Re: [ietf-dkim] Notes from DKIM jabber meeting on 20 April 2006
2006-04-21 06:27:33
("Big Picture" - I lurk on this and other lists for an education, and
try to keep my mouth shut unless I have something to contribute, but
sometimes I gotta ask WTF?)
DKIM Chair wrote:
Issue 4: Which "time" at verifier is used to determine expiration?
"received" time, or "current" time? The distinction is important if
verification is done in MUA, and Doug and Hector both want "received"
time. Much discussion here, with lots of it centering on whether
received time can be determined reliably, people don't want to be
recommending parsing Received lines, and such. Resolution: Suggest
using received time "if reliably available", else current time.
Arvel and Jim aren't sure, but accept it if it's "MAY". Stephen will
propose text.
I apologize for going thru this _again_, but I simply don't understand
the question, so the answers aren't helping much. Here's a (made-up)

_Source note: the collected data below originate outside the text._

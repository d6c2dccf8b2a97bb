//! The phrase gate: does a document contain a phrase?
//!
//! A document matches `[t1..tk]` (k ≥ 2) iff some position `π` has `t1` at
//! `π`, `t2` at `π + 1`, and so on. Single-stem phrases only require any
//! posting. The gate is boolean; scoring happens elsewhere.

use seine_index::PostingMap;
use seine_types::DocId;
use std::collections::{BTreeSet, HashMap};

/// Documents passing the gate for one phrase, given the loaded posting maps
/// of every term involved.
pub fn matching_docs(
    phrase: &[String],
    term_postings: &HashMap<String, PostingMap>,
) -> BTreeSet<DocId> {
    // Intersection of the documents containing every stem.
    let mut docs: Option<BTreeSet<DocId>> = None;
    for stem in phrase {
        let stem_docs: BTreeSet<DocId> = term_postings
            .get(stem)
            .map(|map| map.keys().copied().collect())
            .unwrap_or_default();
        docs = Some(match docs {
            None => stem_docs,
            Some(acc) => acc.intersection(&stem_docs).copied().collect(),
        });
        if docs.as_ref().is_some_and(BTreeSet::is_empty) {
            return BTreeSet::new();
        }
    }
    let docs = docs.unwrap_or_default();

    if phrase.len() < 2 {
        return docs;
    }
    docs.into_iter()
        .filter(|doc| has_consecutive_run(phrase, *doc, term_postings))
        .collect()
}

fn has_consecutive_run(
    phrase: &[String],
    doc: DocId,
    term_postings: &HashMap<String, PostingMap>,
) -> bool {
    let Some(first) = term_postings
        .get(&phrase[0])
        .and_then(|map| map.get(&doc))
    else {
        return false;
    };

    first.positions().iter().any(|&start| {
        phrase[1..].iter().enumerate().all(|(offset, stem)| {
            let position = start + offset as u32 + 1;
            term_postings
                .get(stem)
                .and_then(|map| map.get(&doc))
                .is_some_and(|posting| posting.contains_position(position))
        })
    })
}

example from real life, which I hope is close enough to use here. While
DKIM isn't about economic compensation like postage stamps are, the
concept if "being authorized for a specific period, then being no longer
useable" should cross over:
Let's say that your grandmother, somewhere in the US, sent her
daughter (your mother) a letter at her newlywed house sometime in late
1941. Something bad happened out in the Pacific, causing a hiccup in
the mail-delivery system, and a lot of stuff was delayed, some of it so
much that it was forgotten.
A couple of years ago, you moved back into that old house you grew
up in to take care of your parents, and your mother is still there at
the same address. These days, you have to do pretty much everything for
her, including going thru her mail, throwing out all the ads for things
that she no longer needs. Your grandmother, unfortunately, is no longer
with us.
Yesterday, the USPS was closing down an old post office, and found a
box of old letters that never got delivered. Your grandmother's letter
is in there.
If I understand the expiration time question right, some people
think that it's okay for a USPS drone to throw that letter out, because
the 3 cent postage doesn't match current rates. I think that it would
be better if his supervisor said "No, that postage was valid when that
letter entered the system -look at the postmark date, meathead- and we
have to deliver it."
Walking down the mail delivery system, each handler should say the
same, including the postman who hands it to you, and you should give it
to your mother. Make sure she's up to date on her heart medicine,
first. I guess that's okay.
Am I out to lunch here, or am I making sense?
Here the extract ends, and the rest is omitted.